Sur le bisse d’Ayent, le passage scabreux de Torrent-Croix causait les pires soucis. Il était tellement difficile à entretenir qu’on l’a même abandonné. Mais on s’est vite rendu compte qu’il était absolument indispensable à la vie de la région : en 1830 on décida de creuser un tunnel et on fit appel à l’époque à un mineur italien. C’est à ma connaissance le premier ouvrage de ce genre sur un bisse. Peu à peu, bon nombre de ces passages délicats ont été remplacés eux aussi par des tunnels. À Torrent-Croix, vu que l’endroit était plutôt inaccessible, les vestiges des chéneaux sont restés en place tant que les tempêtes ne les arrachaient pas. On avait encore des pièces en place un siècle et demi après la construction du tunnel et on a pu le restaurer un peu comme il était auparavant."
– Pour vous, le chemin des bisses a manifestement pour vocation de servir de lien entre les gens d’ici, mais aussi avec des gens d’ailleurs …
"Dans les communes où il y a une station touristique et des villages agricoles, il y a toujours entre eux une sorte d’antagonisme. On reproche à la commune de donner plus à l’une qu’aux autres. À mon avis, ces antagonismes n’ont pas de raison d’être, c’est toute l’économie de la région qui vit de ces deux pôles, la vigne d’un côté, le tourisme de l’autre, cela permet à bien des gens de vivre. Recréer ce lien est peut-être une bonne chose.
Jadis Ayent et Arbaz appartenaient à une seule et même commune. À un moment donné, pour des conflits qu’on a maintenant oubliés, il y a eu séparation. Aujourd’hui les rapprochements se font beaucoup plus nombreux et ce chemin des bisses qui les relie l’un à l’autre renforce ce contexte sympathique.
Il faut dire aussi que les bisses favorisent l’ouverture au monde. Partout où il y a d’un côté des réserves d’eau et de l’autre des terres à cultiver et arroser, l’homme a inventé une manière d’amener l’eau. Ce qui caractérise les systèmes d’irrigation en Valais, c’est la densité du réseau et les difficultés des parcours dans les falaises de rochers.

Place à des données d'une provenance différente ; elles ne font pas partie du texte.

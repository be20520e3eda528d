use sepsolver::config::Config;
use sepsolver::engine::Termination;
use sepsolver::generator::{GeneratorParams, generate_seeded};
use sepsolver::harness::{Outcome, SolverProcess};
use sepsolver::model::{Instance, Project, ProjectId, Solution, Student, StudentId};
use std::thread;
use std::time::{Duration, Instant};

const WORKER: &str = env!("CARGO_BIN_EXE_sepsolver");
const TIMEOUT: Duration = Duration::from_secs(120);

/// Poll like an interactive caller until the worker is done.
fn run(process: &mut SolverProcess) -> (Vec<String>, Option<Solution>) {
    let started = Instant::now();
    let mut logs = Vec::new();
    while process.is_running() {
        assert!(started.elapsed() < TIMEOUT, "worker did not finish in time");
        logs.extend(process.get_log());
        thread::sleep(Duration::from_millis(20));
    }
    logs.extend(process.get_log());
    (logs, process.get_solution())
}

fn scenario_a() -> Instance {
    Instance::new(
        (1..=3)
            .map(|i| Student::new(StudentId(i)).preferring(&[ProjectId(1)]))
            .collect(),
        vec![Project::new(ProjectId(1), 1, 2, 3)],
        &[],
    )
}

#[test]
fn clean_run_streams_progress_and_completes() {
    let mut process = SolverProcess::new(scenario_a(), Config::default())
        .unwrap()
        .with_program(WORKER);
    assert_eq!(process.outcome(), Outcome::Pending);
    process.start().unwrap();
    let (logs, solution) = run(&mut process);
    assert!(!logs.is_empty());
    assert!(logs.iter().any(|line| line.contains("preference")));
    let solution = solution.expect("a solution");
    assert_eq!(solution.students_for(ProjectId(1)).len(), 3);
    assert_eq!(process.get_solution(), Some(solution.clone()));
    assert_eq!(process.get_solution(), Some(solution));
    assert!(process.is_solution_reported());
    assert!(process.is_completed());
    assert_eq!(process.termination(), Some(Termination::Optimal));
    assert_eq!(process.outcome(), Outcome::Solved(Termination::Optimal));
    assert_eq!(process.current_tier(), Some(5));
    assert!(process.get_current_bound().is_finite());
    assert_eq!(process.progress(), 1.0);
    assert!(!process.is_running());
    assert!(process.start().is_err());
}

#[test]
fn infeasible_run_completes_without_solution() {
    let instance = Instance::new(
        vec![Student::new(StudentId(1))],
        vec![Project::new(ProjectId(1), 2, 2, 2)],
        &[],
    );
    let mut process = SolverProcess::new(instance, Config::default())
        .unwrap()
        .with_program(WORKER);
    process.start().unwrap();
    let (_, solution) = run(&mut process);
    assert_eq!(solution, None);
    assert!(process.is_solution_reported());
    assert!(process.is_completed());
    assert_eq!(process.outcome(), Outcome::Infeasible);
}

#[test]
fn interrupted_run_has_no_solution_and_no_completion() {
    let params = GeneratorParams {
        students: 400,
        projects: 40,
        preferred: 5,
        disliked: 3,
        ..GeneratorParams::default()
    };
    let mut process = SolverProcess::new(generate_seeded(&params, 11), Config::default())
        .unwrap()
        .with_program(WORKER);
    process.start().unwrap();
    process.interrupt().unwrap();
    process.close();
    assert!(!process.is_running());
    assert_eq!(process.get_solution(), None);
    assert!(!process.is_completed());
    assert!(matches!(process.outcome(), Outcome::Aborted { .. }));
}

#[cfg(unix)]
#[test]
fn crashed_worker_is_aborted() {
    let mut process = SolverProcess::new(scenario_a(), Config::default())
        .unwrap()
        .with_program("false");
    process.start().unwrap();
    let (logs, solution) = run(&mut process);
    assert!(logs.is_empty());
    assert_eq!(solution, None);
    assert!(!process.is_completed());
    match process.outcome() {
        Outcome::Aborted { exit: Some(status) } => assert!(!status.success()),
        other => panic!("unexpected outcome {other:?}"),
    }
}

/// Start `process`, retrying while the freshly written script is still
/// reported busy by a concurrent fork.
#[cfg(unix)]
fn start_script(process: &mut SolverProcess) {
    use sepsolver::harness::HarnessError;
    for _ in 0..10 {
        match process.start() {
            Err(HarnessError::Spawn { source, .. })
                if source.raw_os_error() == Some(libc::ETXTBSY) =>
            {
                thread::sleep(Duration::from_millis(50));
            }
            result => return result.unwrap(),
        }
    }
    panic!("worker script stayed busy");
}

#[cfg(unix)]
#[test]
fn stubborn_worker_is_killed_after_grace_period() {
    use std::os::unix::fs::PermissionsExt;
    use std::os::unix::process::ExitStatusExt;

    let script = std::env::temp_dir().join(format!(
        "sepsolver-stubborn-worker-{}.sh",
        std::process::id()
    ));
    std::fs::write(&script, "#!/bin/sh\ntrap '' INT\nexec sleep 60\n").unwrap();
    std::fs::set_permissions(&script, std::fs::Permissions::from_mode(0o755)).unwrap();
    let mut config = Config::default();
    config.harness.grace_period_ms = 100;
    let mut process = SolverProcess::new(scenario_a(), config)
        .unwrap()
        .with_program(&script);
    start_script(&mut process);
    assert!(process.is_running());
    let started = Instant::now();
    process.close();
    assert!(started.elapsed() < Duration::from_secs(10));
    assert!(!process.is_running());
    assert_eq!(process.get_solution(), None);
    match process.outcome() {
        Outcome::Aborted { exit: Some(status) } => {
            assert_eq!(status.signal(), Some(libc::SIGKILL));
        }
        other => panic!("unexpected outcome {other:?}"),
    }
    std::fs::remove_file(&script).unwrap();
}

Au Musée, on a pour le moment deux projets, l’un avec la Vanoise, en Savoie, où les bisses ont tous été abandonnés contrairement à ce qui s’est passé en Valais. Un groupe de recherche veut aujourd’hui les faire connaître, peut-être les restaurer, en tout cas les mettre en valeur. On a un second projet avec un groupe du Tyrol autrichien qui a décidé de nous offrir une plaque d’arrosage que l’on pourra comparer aux nôtres. En fait on a des demandes de contacts qui viennent d’un peu partout. À nous de les cultiver et d’aller de l’avant avec des projets communs."